Phi and Cramer’s V provide a test of statistical significance and also provide information about the strength of the association between two categorical variables. They can be used as measures of the effect size. If one has a 2 x 2 cross-tabulation, phi is the appropriate statistic. For larger cross-tabs, Cramer’s V is used. If one variable has only two categories but the other has more than two categories, then Cramer’s V is equal to phi. The numbers in the cross-tabs description refer to the number of levels in each of the variables. Thus, for gender and religion in the HSB data set, the cross-tab would be 2 x 3 because gender has two levels and religion has three levels.

For phi and Cramer’s V, the strength of association measures belong to the r family of effect sizes and are similar to the correlations you will compute in the next chapter (see Table 6.5). Like correlation, a strong phi or Cramer’s V could be close to 1.00 or -1.00, whereas one close to zero would indicate no relationship. A problem with phi and Cramer’s V is that, under some conditions, the maximum possible value of these statistics is considerably less than 1.00. This makes them hard to interpret.

Assumptions and Conditions for the Use of Chi-square, Phi, Cramer’s V, and Odds Ratios

• The data for the variables must be independent.

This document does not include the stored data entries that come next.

use crate::{HookEvent, PollerHandle, TabState};
use chrono::Utc;
use serde::de::{self, DeserializeOwned};
use serde::{Deserialize, Deserializer, Serialize, Serializer};
use thiserror::Error;

pub const DEFAULT_MAX_FRAME_BYTES: usize = 64 * 1024;
pub const CURRENT_PROTOCOL_VERSION: u16 = 1;

#[derive(Debug, Clone, Copy, PartialEq, Eq, Hash)]
pub struct ProtocolVersion(pub u16);

impl ProtocolVersion {
    pub const CURRENT: Self = Self(CURRENT_PROTOCOL_VERSION);
}

impl Default for ProtocolVersion {
    fn default() -> Self {
        Self::CURRENT
    }
}

impl Serialize for ProtocolVersion {
    fn serialize<S>(&self, serializer: S) -> Result<S::Ok, S::Error>
    where
        S: Serializer,
    {
        serializer.serialize_str(&self.0.to_string())
    }
}

// Either a number or a numeric string on the wire.
#[derive(Deserialize)]
#[serde(untagged)]
enum RawVersion {
    Number(u16),
    Text(String),
}

impl<'de> Deserialize<'de> for ProtocolVersion {
    fn deserialize<D>(deserializer: D) -> Result<Self, D::Error>
    where
        D: Deserializer<'de>,
    {
        match RawVersion::deserialize(deserializer)? {
            RawVersion::Number(version) => Ok(ProtocolVersion(version)),
            RawVersion::Text(text) => text.trim().parse::<u16>().map(ProtocolVersion).map_err(
                |err| de::Error::custom(format!("invalid protocol version '{text}': {err}")),
            ),
        }
    }
}

/// One NDJSON line exchanged between a hook client and the hub.
#[derive(Debug, Clone, Serialize, Deserialize, PartialEq)]
pub struct HookEnvelope {
    #[serde(default)]
    pub version: ProtocolVersion,
    pub sender_id: String,
    pub timestamp: String,
    #[serde(skip_serializing_if = "Option::is_none")]
    #[serde(default)]
    pub request_id: Option<String>,
    #[serde(flatten)]
    pub msg: HookMsg,
}

impl HookEnvelope {
    pub fn new(sender_id: &str, request_id: Option<String>, msg: HookMsg) -> Self {
        Self {
            version: ProtocolVersion::CURRENT,
            sender_id: sender_id.to_string(),
            timestamp: Utc::now().to_rfc3339(),
            request_id,
            msg,
        }
    }
}

#[derive(Debug, Clone, Serialize, Deserialize, PartialEq)]
#[serde(tag = "type", content = "payload", rename_all = "snake_case")]
pub enum HookMsg {
    Signal(SignalPayload),
    Clear(ClearPayload),
    Status(StatusRequest),
    Ack(AckPayload),
    StatusReport(StatusReport),
    Error(ErrorPayload),
}

impl HookMsg {
    pub fn kind(&self) -> &'static str {
        match self {
            HookMsg::Signal(_) => "signal",
            HookMsg::Clear(_) => "clear",
            HookMsg::Status(_) => "status",
            HookMsg::Ack(_) => "ack",
            HookMsg::StatusReport(_) => "status_report",
            HookMsg::Error(_) => "error",
        }
    }
}

#[derive(Debug, Clone, Serialize, Deserialize, PartialEq, Eq)]
pub struct SignalPayload {
    pub instance_id: String,
    pub window_id: u64,
    pub event: HookEvent,
}

#[derive(Debug, Clone, Serialize, Deserialize, PartialEq, Eq)]
pub struct ClearPayload {
    pub instance_id: String,
    pub window_id: u64,
}

#[derive(Debug, Clone, Default, Serialize, Deserialize, PartialEq, Eq)]
pub struct StatusRequest {
    #[serde(default)]
    pub instance_id: Option<String>,
}

#[derive(Debug, Clone, Serialize, Deserialize, PartialEq, Eq)]
pub struct AckPayload {
    pub accepted: bool,
    #[serde(default)]
    pub message: Option<String>,
}

#[derive(Debug, Clone, Default, Serialize, Deserialize, PartialEq, Eq)]
pub struct StatusReport {
    #[serde(default)]
    pub records: Vec<TabState>,
    #[serde(default)]
    pub pollers: Vec<PollerHandle>,
}

#[derive(Debug, Clone, Serialize, Deserialize, PartialEq, Eq)]
pub struct ErrorPayload {
    pub code: String,
    pub message: String,
}

#[derive(Debug, Clone, PartialEq, Eq, Error)]
pub enum FrameError {
    #[error("frame exceeds max size: {size} > {max}")]
    OversizedFrame { size: usize, max: usize },
    #[error("frame encode failed: {0}")]
    Encode(String),
    #[error("frame decode failed: {0}")]
    Decode(String),
}

pub fn encode_frame<T: Serialize>(
    value: &T,
    max_frame_bytes: usize,
) -> Result<Vec<u8>, FrameError> {
    let mut encoded =
        serde_json::to_vec(value).map_err(|err| FrameError::Encode(err.to_string()))?;
    if encoded.len() > max_frame_bytes {
        return Err(FrameError::OversizedFrame {
            size: encoded.len(),
            max: max_frame_bytes,
        });
    }
    encoded.push(b'\n');
    Ok(encoded)
}

pub fn decode_frame<T: DeserializeOwned>(
    bytes: &[u8],
    max_frame_bytes: usize,
) -> Result<T, FrameError> {
    let mut raw = bytes;
    if raw.ends_with(b"\n") {
        raw = &raw[..raw.len() - 1];
    }
    if raw.ends_with(b"\r") {
        raw = &raw[..raw.len() - 1];
    }
    if raw.len() > max_frame_bytes {
        return Err(FrameError::OversizedFrame {
            size: raw.len(),
            max: max_frame_bytes,
        });
    }
    serde_json::from_slice(raw).map_err(|err| FrameError::Decode(err.to_string()))
}

#[cfg(test)]
mod tests {
    use super::*;
    use crate::{PollerPhase, TabColor};

    fn signal_envelope() -> HookEnvelope {
        HookEnvelope {
            version: ProtocolVersion::CURRENT,
            sender_id: "hook-4242".to_string(),
            timestamp: "2026-03-01T10:00:00Z".to_string(),
            request_id: Some("req-1".to_string()),
            msg: HookMsg::Signal(SignalPayload {
                instance_id: "unix:@mykitty-4242".to_string(),
                window_id: 7,
                event: HookEvent::Stop,
            }),
        }
    }

    #[test]
    fn signal_and_status_report_survive_the_wire() {
        let report = HookEnvelope {
            sender_id: "tabsignal-hub".to_string(),
            msg: HookMsg::StatusReport(StatusReport {
                records: vec![TabState {
                    instance_id: "unix:@mykitty-4242".to_string(),
                    tab_id: 2,
                    color: TabColor::BluePaused,
                    painted: true,
                    updated_at_ms: 1_772_359_200_000,
                }],
                pollers: vec![PollerHandle {
                    instance_id: "unix:@mykitty-4242".to_string(),
                    poller_id: 3,
                    phase: PollerPhase::Running,
                    started_at_ms: 1_772_359_100_000,
                    cycles: 12,
                }],
            }),
            ..signal_envelope()
        };

        for message in [signal_envelope(), report] {
            let frame = encode_frame(&message, DEFAULT_MAX_FRAME_BYTES).expect("encode");
            assert_eq!(frame.last(), Some(&b'\n'));
            let decoded: HookEnvelope =
                decode_frame(&frame, DEFAULT_MAX_FRAME_BYTES).expect("decode");
            assert_eq!(decoded, message);
        }
    }

    #[test]
    fn wire_shape_uses_type_and_payload() {
        let value = serde_json::to_value(signal_envelope()).expect("to value");
        assert_eq!(value["type"], "signal");
        assert_eq!(value["version"], "1");
        assert_eq!(value["payload"]["event"], "stop");
        assert_eq!(value["payload"]["window_id"], 7);
    }

    #[test]
    fn encoder_rejects_oversized_payload() {
        let message = HookEnvelope {
            msg: HookMsg::Error(ErrorPayload {
                code: "blob".to_string(),
                message: "x".repeat(256),
            }),
            ..signal_envelope()
        };
        let result = encode_frame(&message, 64);
        assert!(matches!(result, Err(FrameError::OversizedFrame { .. })));
    }

    #[test]
    fn decoder_rejects_oversized_and_malformed_lines() {
        let oversized = format!("{{\"blob\":\"{}\"}}\n", "x".repeat(2_000));
        let result = decode_frame::<HookEnvelope>(oversized.as_bytes(), 1_024);
        assert!(matches!(result, Err(FrameError::OversizedFrame { .. })));

        let malformed = decode_frame::<HookEnvelope>(b"{\"type\":\"signal\"\r\n", 1_024);
        assert!(matches!(malformed, Err(FrameError::Decode(_))));
    }

    #[test]
    fn version_field_accepts_string_number_and_missing() {
        for raw in [
            r#"{"version":"1","type":"status","sender_id":"c","timestamp":"t","payload":{}}"#,
            r#"{"version":1,"type":"status","sender_id":"c","timestamp":"t","payload":{}}"#,
            r#"{"type":"status","sender_id":"c","timestamp":"t","payload":{}}"#,
        ] {
            let parsed: HookEnvelope = serde_json::from_str(raw).expect("parse");
            assert_eq!(parsed.version, ProtocolVersion(1));
            assert_eq!(parsed.msg, HookMsg::Status(StatusRequest::default()));
        }

        let future: HookEnvelope = serde_json::from_str(
            r#"{"version":"9","type":"status","sender_id":"c","timestamp":"t","payload":{}}"#,
        )
        .expect("parse future version");
        assert_eq!(future.version, ProtocolVersion(9));
    }
}
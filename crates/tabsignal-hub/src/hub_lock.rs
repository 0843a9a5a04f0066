use chrono::Utc;
use fs2::FileExt;
use std::fs::{File, OpenOptions};
use std::io::{self, Write};
use std::path::Path;

/// Exclusive advisory lock held for the lifetime of the hub process. A second
/// hub started against the same socket fails to take it and exits.
pub struct HubLock {
    file: File,
}

impl HubLock {
    pub fn try_acquire(path: &Path, socket_path: &Path) -> io::Result<Option<Self>> {
        if let Some(parent) = path.parent() {
            std::fs::create_dir_all(parent)?;
        }

        let mut file = OpenOptions::new()
            .read(true)
            .write(true)
            .create(true)
            .truncate(false)
            .open(path)?;

        if file.try_lock_exclusive().is_err() {
            return Ok(None);
        }

        let metadata = format!(
            "owner_pid={}\nsocket={}\nacquired_at={}\n",
            std::process::id(),
            socket_path.display(),
            Utc::now().to_rfc3339(),
        );
        file.set_len(0)?;
        file.write_all(metadata.as_bytes())?;
        file.flush()?;

        Ok(Some(Self { file }))
    }
}

impl Drop for HubLock {
    fn drop(&mut self) {
        let _ = self.file.unlock();
    }
}
//! Hub connection for the short-lived CLI: connect, auto-start the hub when
//! nothing listens, send one request and wait a bounded time for the reply.

use anyhow::{bail, Context, Result};
use std::path::{Path, PathBuf};
use std::process::{Command, Stdio};
use std::time::{Duration, Instant};
use tabsignal_core::hook_ipc::{
    decode_frame, encode_frame, HookEnvelope, HookMsg, DEFAULT_MAX_FRAME_BYTES,
};
use tokio::io::{AsyncBufReadExt, AsyncWriteExt, BufReader};
use tokio::net::UnixStream;
use tracing::{debug, info};

pub const HUB_BIN_NAME: &str = "tabsignal-hub";

const CONNECT_RETRY: Duration = Duration::from_millis(25);

#[derive(Debug, Clone)]
pub struct ClientConfig {
    pub socket_path: PathBuf,
    pub reply_timeout: Duration,
    /// How long to wait for a freshly spawned hub to bind its socket.
    pub spawn_wait: Duration,
    /// `None` never starts a hub.
    pub hub_bin: Option<PathBuf>,
}

pub fn sender_id() -> String {
    format!("tabsignal-cli-{}", std::process::id())
}

pub fn envelope(msg: HookMsg) -> HookEnvelope {
    HookEnvelope::new(
        &sender_id(),
        Some(uuid::Uuid::new_v4().to_string()),
        msg,
    )
}

/// Sibling of the running executable when present, else resolved via PATH.
pub fn hub_binary() -> PathBuf {
    std::env::current_exe()
        .ok()
        .and_then(|exe| exe.parent().map(|dir| dir.join(HUB_BIN_NAME)))
        .filter(|candidate| candidate.is_file())
        .unwrap_or_else(|| PathBuf::from(HUB_BIN_NAME))
}

pub async fn send(config: &ClientConfig, request: &HookEnvelope) -> Result<HookEnvelope> {
    let stream = connect_or_spawn(config).await?;
    exchange(stream, request, config.reply_timeout).await
}

async fn connect_or_spawn(config: &ClientConfig) -> Result<UnixStream> {
    match UnixStream::connect(&config.socket_path).await {
        Ok(stream) => return Ok(stream),
        Err(err) => {
            debug!(
                event = "hub_connect_failed",
                socket = %config.socket_path.display(),
                error = %err
            );
        }
    }

    let Some(hub_bin) = &config.hub_bin else {
        bail!("hub not reachable at {}", config.socket_path.display());
    };
    spawn_hub(hub_bin, &config.socket_path)?;

    let started = Instant::now();
    loop {
        tokio::time::sleep(CONNECT_RETRY).await;
        if let Ok(stream) = UnixStream::connect(&config.socket_path).await {
            return Ok(stream);
        }
        if started.elapsed() >= config.spawn_wait {
            bail!(
                "hub did not come up at {} within {:?}",
                config.socket_path.display(),
                config.spawn_wait
            );
        }
    }
}

/// Starts the hub detached from the calling process group with null stdio.
/// Racing spawns are harmless: the loser fails to take the hub lock and exits.
pub fn spawn_hub(hub_bin: &Path, socket_path: &Path) -> Result<()> {
    let mut cmd = Command::new(hub_bin);
    cmd.arg("--socket")
        .arg(socket_path)
        .stdin(Stdio::null())
        .stdout(Stdio::null())
        .stderr(Stdio::null());
    #[cfg(unix)]
    {
        use std::os::unix::process::CommandExt;
        cmd.process_group(0);
    }
    let child = cmd
        .spawn()
        .with_context(|| format!("failed to start {}", hub_bin.display()))?;
    info!(event = "hub_spawned", pid = child.id(), bin = %hub_bin.display());
    Ok(())
}

async fn exchange(
    stream: UnixStream,
    request: &HookEnvelope,
    reply_timeout: Duration,
) -> Result<HookEnvelope> {
    let (reader, mut writer) = stream.into_split();
    let frame = encode_frame(request, DEFAULT_MAX_FRAME_BYTES)?;

    let round_trip = async {
        writer.write_all(&frame).await?;
        writer.flush().await?;
        let mut reader = BufReader::new(reader);
        let mut line = Vec::new();
        let read = reader.read_until(b'\n', &mut line).await?;
        Ok::<_, std::io::Error>((read, line))
    };
    let (read, line) = tokio::time::timeout(reply_timeout, round_trip)
        .await
        .with_context(|| format!("no reply from hub within {reply_timeout:?}"))??;
    if read == 0 {
        bail!("hub closed the connection without replying");
    }
    Ok(decode_frame(&line, DEFAULT_MAX_FRAME_BYTES)?)
}
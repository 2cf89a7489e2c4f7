//! Turns the raw text found on a listing page into typed cell values.

use std::fmt;
use std::sync::OnceLock;

use regex::Regex;

use crate::record::KITCHEN_TYPE;

/// A single normalized cell. `Absent` is the null marker and renders as an empty cell.
#[derive(Debug, Clone, Default, PartialEq)]
pub enum FieldValue {
    #[default]
    Absent,
    Bool(bool),
    Int(i64),
    Float(f64),
    Text(String),
}

impl FieldValue {
    pub fn is_absent(&self) -> bool {
        matches!(self, FieldValue::Absent)
    }

    /// Converts a scalar taken out of the embedded listing JSON.
    /// Objects and arrays are kept as their JSON text.
    pub fn from_json(value: &serde_json::Value) -> Self {
        use serde_json::Value;

        match value {
            Value::Null => FieldValue::Absent,
            Value::Bool(b) => FieldValue::Bool(*b),
            Value::Number(n) => match n.as_i64() {
                Some(i) => FieldValue::Int(i),
                None => n.as_f64().map_or(FieldValue::Absent, FieldValue::Float),
            },
            Value::String(s) => FieldValue::Text(s.clone()),
            other => FieldValue::Text(other.to_string()),
        }
    }

    pub fn to_json(&self) -> serde_json::Value {
        use serde_json::Value;

        match self {
            FieldValue::Absent => Value::Null,
            FieldValue::Bool(b) => Value::Bool(*b),
            FieldValue::Int(i) => Value::from(*i),
            FieldValue::Float(f) => Value::from(*f),
            FieldValue::Text(s) => Value::from(s.as_str()),
        }
    }
}

impl fmt::Display for FieldValue {
    fn fmt(&self, f: &mut fmt::Formatter<'_>) -> fmt::Result {
        match self {
            FieldValue::Absent => Ok(()),
            FieldValue::Bool(b) => write!(f, "{b}"),
            FieldValue::Int(i) => write!(f, "{i}"),
            FieldValue::Float(v) => write!(f, "{v}"),
            FieldValue::Text(s) => f.write_str(s),
        }
    }
}

fn digits_re() -> &'static Regex {
    static RE: OnceLock<Regex> = OnceLock::new();
    RE.get_or_init(|| Regex::new(r"\d+").expect("digit pattern is valid"))
}

/// Returns the first run of digits as an integer, or the input unchanged.
/// Runs too long for an `i64` are kept as text.
pub fn extract_number(raw: &str) -> FieldValue {
    digits_re()
        .find(raw)
        .and_then(|m| m.as_str().parse::<i64>().ok())
        .map_or_else(|| FieldValue::Text(raw.to_string()), FieldValue::Int)
}

/// Reads a price like `"€1,250,000"`. Commas are thousands separators here and nowhere else.
pub fn extract_price(raw: &str) -> Option<i64> {
    let cleaned = raw.replace(',', "");
    digits_re()
        .find(&cleaned)
        .and_then(|m| m.as_str().parse().ok())
}

pub fn coerce_boolean(raw: &str) -> FieldValue {
    match raw {
        "Yes" => FieldValue::Bool(true),
        "No" => FieldValue::Bool(false),
        other => extract_number(other),
    }
}

pub fn coerce_kitchen(raw: &str) -> FieldValue {
    FieldValue::Bool(raw == "Installed")
}

/// Normalizes a table data cell according to the header it sits under.
pub fn normalize_field(header: &str, raw: &str) -> FieldValue {
    if header == KITCHEN_TYPE {
        coerce_kitchen(raw)
    } else {
        coerce_boolean(raw)
    }
}

#[cfg(test)]
mod tests {
    use super::*;

    #[test]
    fn extract_number_takes_first_digit_run() {
        assert_eq!(extract_number("3 bedrooms"), FieldValue::Int(3));
        assert_eq!(extract_number("120 m² living, 40 m² garden"), FieldValue::Int(120));
    }

    #[test]
    fn extract_number_without_digits_is_unchanged() {
        assert_eq!(
            extract_number("no digits here"),
            FieldValue::Text("no digits here".into())
        );
    }

    #[test]
    fn price_ignores_thousands_commas() {
        assert_eq!(extract_price("€1,250,000"), Some(1_250_000));
        assert_eq!(extract_price("Price on request"), None);
    }

    #[test]
    fn yes_no_become_booleans() {
        assert_eq!(coerce_boolean("Yes"), FieldValue::Bool(true));
        assert_eq!(coerce_boolean("No"), FieldValue::Bool(false));
        assert_eq!(coerce_boolean("4 fireplaces"), FieldValue::Int(4));
        assert_eq!(coerce_boolean("yes"), FieldValue::Text("yes".into()));
    }

    #[test]
    fn kitchen_type_only_accepts_installed() {
        assert_eq!(normalize_field(KITCHEN_TYPE, "Installed"), FieldValue::Bool(true));
        assert_eq!(normalize_field(KITCHEN_TYPE, "Hyper equipped"), FieldValue::Bool(false));
        assert_eq!(normalize_field(KITCHEN_TYPE, "Yes"), FieldValue::Bool(false));
        assert_eq!(normalize_field("Furnished", "Yes"), FieldValue::Bool(true));
    }

    #[test]
    fn json_scalars_convert() {
        let v: serde_json::Value = serde_json::json!({"a": 1, "b": 2.5, "c": null, "d": "x"});
        assert_eq!(FieldValue::from_json(&v["a"]), FieldValue::Int(1));
        assert_eq!(FieldValue::from_json(&v["b"]), FieldValue::Float(2.5));
        assert_eq!(FieldValue::from_json(&v["c"]), FieldValue::Absent);
        assert_eq!(FieldValue::from_json(&v["d"]), FieldValue::Text("x".into()));
        assert_eq!(FieldValue::Absent.to_string(), "");
    }
}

Each subject is assessed only once.
• Data are treated as nominal, even if ordered.
• For chi-square, if the expected frequencies are less than 5, the test of significance is too liberal. At least 80% of the expected frequencies should be 5 or larger. All should be at least 5 if you have a 2 x 2 chi-square; if they are not, use Fisher’s exact test.
• Odds ratios and risk ratios are problematic to interpret when the probability of an event is near zero (i.e., < .1) or near 1.
• Do males and females differ on whether they have high or low math grades? If so, how strong is the relationship between gender and high/low math grades?

Let’s see if males and females differ in terms of their math grades. Remember, both the gender and math grades variables are dichotomous; they each have two values.

• Click on Analyze   Descriptive Statistics → Crosstabs…
• Move math grades to the Rows box using the arrow key and put gender in the Columns (Where to move these variables is a decision for the researcher. When one of the variables has more levels, it can make interpretation easier if this variable is in the Row(s) box.)

Fig. 7.1. Crosstabs

• Next, click on Statistics in Fig. 7.1.
• Check Chi-square and Phi and Cramer’s V. The window should look like Figure 7.2.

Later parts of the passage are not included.